Today’s news accounts of the surprise and clandestine handover of sovereignty in Iraq yesterday — in particular, David Sanger’s excellent New York Times analysis, which dispassionately laid out how tenuous the whole affair was — left me with a depressing sense of deja vu. Sanger quoted Defense Secretary Rumsfeld’s comparison of the Iraqi insurgents’ attacks with the North Vietnamese Tet Offensive. Rumsfeld was arguing that the Iraqis, like the North Vietnamese, are aiming their attacks as much or more at American resolve as at targets in their homeland.
But the Vietnam comparison that is more apt today is the sorry saga of “Vietnamization.” Cast your mind back to the Nixon administration’s desperate efforts, even as its timbers were beginning to splinter on the Watergate iceberg, to extricate American troops from their no-win deployment in Southeast Asia. The “peace with honor” policy involved handing power over to a hand-picked government friendly to U.S. interests but unloved by its own people, and replacing American military forces with native troops, regardless of their combat-readiness or willingness to fight.
Does this movie sound familiar? The echoes of “Vietnamization” in the Bush administration’s Iraq strategy are eerie — and terrifying, because Vietnamization was an utter and total failure, one that everyone involved pretty much knew was inevitable, but that proceeded because it was the only fig leaf handy to cover an embarrassing strategic defeat for the United States. As in Vietnam, so in Iraq: The U.S. military can “win the battle” (as we “won” the Tet offensive), but if the leaders in Washington haven’t identified clear, realistic goals, there is no way to win the war. (Hint: just as “terror” is not an enemy you can target, “freedom” is not a government you can support.)
The Vietnam adventure was cursed because the South Vietnamese government it sought to preserve was corrupt and unpopular. It didn’t matter that the North Vietnamese were Communist despots if enough people in Vietnam perceived them to be nationalists taking on the imperialist U.S. Similarly, in Iraq, it won’t matter that the insurgents are actually murderous Baathist thugs or suicidal Islamic fanatics if enough Iraqis think that they’re nationalists taking on the imperialist U.S.

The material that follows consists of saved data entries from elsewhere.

// SPDX-License-Identifier: MIT OR Apache-2.0

//! Exercises `UnixChildProcessAdapter` against real child processes. This is the only
//! place in the workspace that actually forks: everything in `dispatcher-core` drives
//! children through the `ChildProcessAdapter` trait against a fake, so these are the
//! tests that would catch a real regression in the signal plumbing itself.
//!
//! Uses `/bin/sleep` rather than the workspace's own `sigtrap` binary so this crate
//! does not need a dev-dependency on another workspace member just to exercise its own
//! adapter; any long-lived, signal-default process would do equally well.

use dispatcher_core::ChildProcessAdapter;
use dispatcher_os::UnixChildProcessAdapter;
use std::time::Duration;

fn sleeper(seconds: &str) -> Vec<String> {
    vec!["/bin/sleep".to_string(), seconds.to_string()]
}

#[test]
fn spawn_then_terminate_reaps_the_child() {
    let mut adapter = UnixChildProcessAdapter::new();
    let handle = adapter.spawn(&sleeper("5")).expect("spawn should succeed");
    adapter.terminate(handle).expect("terminate should succeed");
}

#[test]
fn spawn_suspend_resume_then_terminate_round_trips() {
    let mut adapter = UnixChildProcessAdapter::new();
    let handle = adapter.spawn(&sleeper("5")).expect("spawn should succeed");

    adapter.suspend(handle).expect("suspend should succeed");
    // Give the SIGTSTP a moment to land before resuming; waitpid(WUNTRACED) inside
    // suspend() already blocks until the stop is observed, so this is a courtesy, not
    // a requirement for correctness.
    std::thread::sleep(Duration::from_millis(50));

    adapter.resume(handle).expect("resume should succeed");
    adapter.terminate(handle).expect("terminate should succeed");
}

#[test]
fn terminating_an_already_exited_child_does_not_hang() {
    let mut adapter = UnixChildProcessAdapter::new();
    // `sleep 0` exits almost immediately.
    let handle = adapter.spawn(&sleeper("0")).expect("spawn should succeed");
    std::thread::sleep(Duration::from_millis(200));

    // The child has already exited; terminate is best-effort and must not block
    // forever waiting for an acknowledgement that will never come from a live process.
    let _ = adapter.terminate(handle);
}
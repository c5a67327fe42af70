// SPDX-License-Identifier: MIT OR Apache-2.0

//! A [`dispatcher_core::ChildProcessAdapter`] backed by real `fork`/`execvp`/`kill`.
//!
//! This is the only place in the workspace that touches the host's actual process
//! table: every other crate drives children through the trait, so tests can swap this
//! adapter out for `dispatcher_core::testing::FakeAdapter`.

pub mod error;

use dispatcher_core::{ChildHandle, ChildProcessAdapter, DispatchError, DispatchResult};
use nix::sys::signal::{kill, Signal};
use nix::sys::wait::{waitpid, WaitPidFlag};
use nix::unistd::{execvp, fork, ForkResult, Pid};
use std::ffi::CString;
use tracing::debug;

use error::OsError;

/// Drives real OS child processes with SIGTSTP (suspend), SIGCONT (resume) and
/// SIGINT (terminate). The specific signals are an implementation detail hidden
/// behind the trait.
#[derive(Debug, Default)]
pub struct UnixChildProcessAdapter;

impl UnixChildProcessAdapter {
    /// Creates a new adapter. Stateless: every live child is tracked by the caller via
    /// the [`ChildHandle`] it returned from `spawn`.
    pub fn new() -> Self {
        Self
    }
}

impl ChildProcessAdapter for UnixChildProcessAdapter {
    fn spawn(&mut self, argv: &[String]) -> DispatchResult<ChildHandle> {
        let cstrings = to_cstrings(argv).map_err(|e| wrap("spawn", 0, e))?;

        // Safety: between fork and execvp the child only calls async-signal-safe
        // functions (execvp itself, and _exit on failure), per the constraints
        // documented on `nix::unistd::fork`.
        match unsafe { fork() }.map_err(|e| wrap("spawn", 0, OsError::Fork(e)))? {
            ForkResult::Parent { child } => {
                debug!(child = child.as_raw(), "forked");
                Ok(ChildHandle(child.as_raw()))
            }
            ForkResult::Child => {
                let _ = execvp(&cstrings[0], &cstrings);
                // execvp only returns on failure; there is no safe way to propagate
                // this to the parent, so the child exits immediately.
                std::process::exit(127);
            }
        }
    }

    fn suspend(&mut self, handle: ChildHandle) -> DispatchResult<()> {
        let pid = Pid::from_raw(handle.0);
        kill(pid, Signal::SIGTSTP).map_err(|e| {
            wrap(
                "suspend",
                handle.0,
                OsError::Signal {
                    signal: Signal::SIGTSTP,
                    source: e,
                },
            )
        })?;
        waitpid(pid, Some(WaitPidFlag::WUNTRACED))
            .map_err(|e| wrap("suspend", handle.0, OsError::Wait(e)))?;
        Ok(())
    }

    fn resume(&mut self, handle: ChildHandle) -> DispatchResult<()> {
        let pid = Pid::from_raw(handle.0);
        kill(pid, Signal::SIGCONT).map_err(|e| {
            wrap(
                "resume",
                handle.0,
                OsError::Signal {
                    signal: Signal::SIGCONT,
                    source: e,
                },
            )
        })
    }

    fn terminate(&mut self, handle: ChildHandle) -> DispatchResult<()> {
        let pid = Pid::from_raw(handle.0);
        kill(pid, Signal::SIGINT).map_err(|e| {
            wrap(
                "terminate",
                handle.0,
                OsError::Signal {
                    signal: Signal::SIGINT,
                    source: e,
                },
            )
        })?;
        // Best-effort: an unresponsive child is not forcibly reaped beyond this wait.
        let _ = waitpid(pid, Some(WaitPidFlag::WUNTRACED));
        Ok(())
    }
}

fn to_cstrings(argv: &[String]) -> Result<Vec<CString>, OsError> {
    if argv.is_empty() {
        return Err(OsError::InvalidArgv("argv must contain at least a program path".into()));
    }
    argv.iter()
        .map(|arg| CString::new(arg.as_str()).map_err(|_| OsError::InvalidArgv(arg.clone())))
        .collect()
}

fn wrap(op: &'static str, pid: i32, err: OsError) -> DispatchError {
    DispatchError::ChildProcess {
        op,
        pid: pid as u64,
        detail: err.to_string(),
    }
}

Handing power over to a weak and compromised interim government seems less a promising strategy than an election-year desperation move. With Americans still dying every day in Iraq, we have no choice — Bush supporters and opponents alike — but to hope and pray that it works. Unfortunately, it seems much more likely that Bush and Rumsfeld and Cheney (the latter two of whom had ringside Beltway seats for Vietnamization the first time around) have marched themselves straight into Santayana hell, where they are doomed to repeat the United States’ worst mistakes.